Le mouvement contre la guerre
Des sondages dans tous les pays menant la guerre montrent une opposition accrue à la guerre. Les attaques contre les droits démocratiques et les réductions des dépenses sociales qui vont de pair avec la poursuite de la guerre sont également en train de susciter une augmentation du nombre d’opposants.
Malgré le nombre apparemment faible de personnes qui descendent dans la rue pour s’opposer à la guerre en Afghanistan, il y a des signes d’un élargissement des mobilisations. Les Pays-Bas ont été obligés de retirer leurs 1900 soldats, le gouvernement en place ayant échoué à obtenir une majorité au Parlement pour les y maintenir. C’est le premier pays membre de l’OTAN à se retirer. Les gouvernements d’Allemagne et de Grande-Bretagne sont soumis à de fortes pressions allant dans le même sens.
Au Royaume-Uni, le résistant à la guerre Joe Glenton, qui a passé une année en prison pour avoir refusé de retourner en Afghanistan, est devenu un leader énergique du mouvement contre la guerre.

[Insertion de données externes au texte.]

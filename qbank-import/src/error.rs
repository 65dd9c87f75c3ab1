//! Error types for qbank-import
//!
//! Batch-fatal errors abort the run before any record is processed.
//! Record-level errors are caught by the batch importer and folded into
//! that record's [`ImportResult`](crate::models::ImportResult).

use crate::models::UnmappedRecord;
use std::path::PathBuf;
use thiserror::Error;

/// Import result type
pub type Result<T> = std::result::Result<T, ImportError>;

/// Importer error type
#[derive(Debug, Error)]
pub enum ImportError {
    /// Source or category file could not be read or parsed (batch-fatal)
    #[error("Failed to load {}: {message}", .path.display())]
    Load { path: PathBuf, message: String },

    /// Source file contains no question records (batch-fatal)
    #[error("No questions found in {}", .0.display())]
    EmptySource(PathBuf),

    /// Some records have no mappable category (batch-fatal)
    #[error("{} of {total} questions have no mappable category", .unmapped.len())]
    PrecheckFailed {
        unmapped: Vec<UnmappedRecord>,
        total: usize,
    },

    /// Live import requested without a persistence backend
    #[error("Live import requires a database URL (--database-url, QBANK_DATABASE_URL or database_url in config)")]
    MissingCredentials,

    /// Category has no matching subtopic in the taxonomy
    #[error("No matching subtopic found for category: {0}")]
    CategoryNotFound(String),

    /// Exam info in the title disagrees with the question body
    #[error("Exam info validation failed: {}", .0.join(", "))]
    ExamInfoMismatch(Vec<String>),

    /// Record or transformed question failed a structural check
    #[error("Invalid question: {}", .0.join("; "))]
    InvalidQuestion(Vec<String>),

    /// Question store read or write failed
    #[error("Persistence error: {0}")]
    Persistence(String),

    /// Bad or missing configuration
    #[error("Configuration error: {0}")]
    Config(String),

    /// IO error
    #[error("IO error: {0}")]
    Io(#[from] std::io::Error),

    /// JSON encoding or decoding error
    #[error("JSON error: {0}")]
    Json(#[from] serde_json::Error),
}

impl ImportError {
    /// Messages to record on a failed [`ImportResult`](crate::models::ImportResult)
    ///
    /// Validation-style variants expand to one message per problem.
    pub fn into_messages(self) -> Vec<String> {
        match self {
            ImportError::ExamInfoMismatch(errors) => errors,
            ImportError::InvalidQuestion(errors) => errors,
            other => vec![other.to_string()],
        }
    }
}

Aux Etats-Unis, 850 personnes ont participé, du 23 au 25 juillet, à une Conférence Nationale Contre la Guerre à Albany, dans l’Etat de New York. La conférence a appelé à une «unité d’action, des mobilisations massives, l’inclusion de larges secteurs populaires de la société, un fonctionnement démocratique et la construction d’un mouvement social de masse indépendant des partis politiques mais qui visera à influencer leurs bases.» Elle a prévu de mener toute une série d’activités à partir de l’automne, qui culmineraient dans des manifestations de masse à New York et à San Francisco le 9 avril 2011.
L’Alliance Canadienne pour la Paix – un des plus grands réseaux contre la guerre du pays – prévoit de coordonner durant l’automne une campagne contre une nouvelle extension par le Canada de la guerre en Afghanistan, et d’organiser une série d’événements en octobre avec le militant social afghan Malalai Joya. Récemment à Toronto, Josie Forcadilla, la mère d’un soldat canadien en Afghanistan, a parlé devant un rassemblement de 200 personnes contre la guerre.
Aussi bien la crise grandissante des Etats-Unis et de leurs alliés en Afghanistan que le retrait des Pays-Bas montrent qu’il est possible de mettre un terme à la guerre. «Oui, nous pouvons» construire une opposition agissante dans la rue, ramener les troupes, terminer la guerre en Afghanistan et mettre le monde sur la voie d’une orientation de justice sociale et environnementale. (Traduction A l’Encontre; écrit le 25 août)
* Tim Kennelly est actif, à Vancouver, dans le Mouvement pour paix et la solidarité avec la population palestinienne.